YOUR OBJECTIVE => Nothing beyond the line containing "use std::sync::Arc;" should be printed; print each line exactly from the first line of the listing below through it.

== INFORMATION SHOWN

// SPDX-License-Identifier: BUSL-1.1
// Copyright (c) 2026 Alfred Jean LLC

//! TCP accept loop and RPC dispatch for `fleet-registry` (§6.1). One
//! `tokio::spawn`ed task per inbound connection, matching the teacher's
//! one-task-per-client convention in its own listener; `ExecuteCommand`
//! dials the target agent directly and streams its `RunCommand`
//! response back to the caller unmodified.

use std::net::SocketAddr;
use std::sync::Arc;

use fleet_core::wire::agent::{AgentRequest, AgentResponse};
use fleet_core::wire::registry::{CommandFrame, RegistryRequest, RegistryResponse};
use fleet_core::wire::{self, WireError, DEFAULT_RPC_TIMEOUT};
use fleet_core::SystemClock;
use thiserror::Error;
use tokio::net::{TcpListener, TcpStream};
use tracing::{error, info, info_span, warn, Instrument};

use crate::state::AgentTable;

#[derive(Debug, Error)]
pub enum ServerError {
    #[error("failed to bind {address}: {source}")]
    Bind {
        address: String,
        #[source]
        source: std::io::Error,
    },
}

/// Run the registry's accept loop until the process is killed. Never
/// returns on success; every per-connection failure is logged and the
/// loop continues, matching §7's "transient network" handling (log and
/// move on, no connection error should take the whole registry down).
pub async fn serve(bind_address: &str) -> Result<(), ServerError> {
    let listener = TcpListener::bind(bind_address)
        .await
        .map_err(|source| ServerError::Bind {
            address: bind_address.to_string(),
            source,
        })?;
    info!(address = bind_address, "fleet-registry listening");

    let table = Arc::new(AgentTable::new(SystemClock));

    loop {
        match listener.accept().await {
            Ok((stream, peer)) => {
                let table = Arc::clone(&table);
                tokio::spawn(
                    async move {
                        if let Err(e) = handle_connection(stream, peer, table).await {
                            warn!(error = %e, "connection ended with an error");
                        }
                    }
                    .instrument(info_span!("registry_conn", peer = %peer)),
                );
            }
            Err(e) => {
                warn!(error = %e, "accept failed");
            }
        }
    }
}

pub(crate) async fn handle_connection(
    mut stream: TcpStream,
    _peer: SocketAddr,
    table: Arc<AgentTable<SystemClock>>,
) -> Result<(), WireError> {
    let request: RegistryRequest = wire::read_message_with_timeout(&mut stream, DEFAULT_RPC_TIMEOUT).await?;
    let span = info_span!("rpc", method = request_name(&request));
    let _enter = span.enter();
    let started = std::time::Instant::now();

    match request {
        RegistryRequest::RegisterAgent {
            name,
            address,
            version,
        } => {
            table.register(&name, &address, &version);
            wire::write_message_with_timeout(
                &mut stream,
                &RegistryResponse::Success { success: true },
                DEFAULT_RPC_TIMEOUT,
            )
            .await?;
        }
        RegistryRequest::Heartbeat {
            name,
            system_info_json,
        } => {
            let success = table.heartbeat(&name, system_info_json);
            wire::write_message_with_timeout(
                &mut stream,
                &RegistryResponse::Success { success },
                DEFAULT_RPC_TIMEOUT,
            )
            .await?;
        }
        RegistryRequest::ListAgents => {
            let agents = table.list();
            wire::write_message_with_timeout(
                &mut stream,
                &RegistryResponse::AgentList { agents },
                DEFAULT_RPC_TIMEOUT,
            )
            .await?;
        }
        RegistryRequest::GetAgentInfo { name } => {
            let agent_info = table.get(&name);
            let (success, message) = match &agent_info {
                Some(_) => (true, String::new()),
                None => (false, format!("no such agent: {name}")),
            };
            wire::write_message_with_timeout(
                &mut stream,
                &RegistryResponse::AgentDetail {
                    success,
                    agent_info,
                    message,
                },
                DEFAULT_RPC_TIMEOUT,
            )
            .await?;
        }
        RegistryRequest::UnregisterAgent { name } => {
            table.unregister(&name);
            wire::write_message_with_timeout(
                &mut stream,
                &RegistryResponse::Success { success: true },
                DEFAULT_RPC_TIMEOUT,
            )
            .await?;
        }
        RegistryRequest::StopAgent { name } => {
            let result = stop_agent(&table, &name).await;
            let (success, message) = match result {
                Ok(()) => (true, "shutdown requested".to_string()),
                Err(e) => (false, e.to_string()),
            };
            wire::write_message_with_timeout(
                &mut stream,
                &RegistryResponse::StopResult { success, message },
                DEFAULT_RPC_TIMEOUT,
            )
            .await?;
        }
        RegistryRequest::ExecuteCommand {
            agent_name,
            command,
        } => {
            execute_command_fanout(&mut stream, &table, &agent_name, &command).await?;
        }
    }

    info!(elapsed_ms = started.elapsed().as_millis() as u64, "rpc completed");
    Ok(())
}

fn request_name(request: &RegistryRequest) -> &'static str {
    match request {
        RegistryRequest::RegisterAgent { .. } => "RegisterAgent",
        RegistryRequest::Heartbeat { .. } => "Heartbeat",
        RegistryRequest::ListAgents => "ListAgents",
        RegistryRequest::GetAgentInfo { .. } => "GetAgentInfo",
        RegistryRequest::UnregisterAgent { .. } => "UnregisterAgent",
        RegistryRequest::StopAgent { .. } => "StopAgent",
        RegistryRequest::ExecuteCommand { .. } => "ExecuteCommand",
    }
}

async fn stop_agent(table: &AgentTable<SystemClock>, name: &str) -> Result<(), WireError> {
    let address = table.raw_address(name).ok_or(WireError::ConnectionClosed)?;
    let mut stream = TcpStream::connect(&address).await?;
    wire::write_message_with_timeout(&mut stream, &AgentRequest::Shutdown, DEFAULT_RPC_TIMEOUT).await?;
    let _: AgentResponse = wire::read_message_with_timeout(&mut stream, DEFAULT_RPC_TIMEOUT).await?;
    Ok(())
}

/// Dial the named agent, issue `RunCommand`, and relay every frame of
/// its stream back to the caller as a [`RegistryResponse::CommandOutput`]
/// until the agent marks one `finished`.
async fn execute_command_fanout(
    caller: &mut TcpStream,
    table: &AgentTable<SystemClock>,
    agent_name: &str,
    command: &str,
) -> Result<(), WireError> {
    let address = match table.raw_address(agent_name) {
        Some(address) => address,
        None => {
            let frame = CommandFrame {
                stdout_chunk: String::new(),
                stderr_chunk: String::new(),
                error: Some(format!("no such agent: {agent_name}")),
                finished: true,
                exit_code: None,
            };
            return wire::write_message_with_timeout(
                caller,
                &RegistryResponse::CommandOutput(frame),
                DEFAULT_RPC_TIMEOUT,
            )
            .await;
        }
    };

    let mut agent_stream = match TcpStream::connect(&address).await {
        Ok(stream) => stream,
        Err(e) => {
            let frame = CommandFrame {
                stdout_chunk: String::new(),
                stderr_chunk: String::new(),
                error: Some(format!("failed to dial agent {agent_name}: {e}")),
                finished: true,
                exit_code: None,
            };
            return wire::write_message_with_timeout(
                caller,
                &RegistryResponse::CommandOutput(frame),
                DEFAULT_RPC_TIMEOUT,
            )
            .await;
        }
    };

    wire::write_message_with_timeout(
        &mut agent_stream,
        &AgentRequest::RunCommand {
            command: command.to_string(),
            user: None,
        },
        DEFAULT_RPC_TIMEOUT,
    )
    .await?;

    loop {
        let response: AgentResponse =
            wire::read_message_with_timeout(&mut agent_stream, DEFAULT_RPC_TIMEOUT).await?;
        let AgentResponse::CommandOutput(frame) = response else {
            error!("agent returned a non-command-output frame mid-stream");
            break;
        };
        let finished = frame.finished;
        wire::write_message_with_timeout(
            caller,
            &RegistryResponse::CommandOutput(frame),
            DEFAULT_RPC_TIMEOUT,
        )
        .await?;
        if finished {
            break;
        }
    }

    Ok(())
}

====

RESULT OF THE TASK =>
// SPDX-License-Identifier: BUSL-1.1
// Copyright (c) 2026 Alfred Jean LLC

//! TCP accept loop and RPC dispatch for `fleet-registry` (§6.1). One
//! `tokio::spawn`ed task per inbound connection, matching the teacher's
//! one-task-per-client convention in its own listener; `ExecuteCommand`
//! dials the target agent directly and streams its `RunCommand`
//! response back to the caller unmodified.

use std::net::SocketAddr;
use std::sync::Arc;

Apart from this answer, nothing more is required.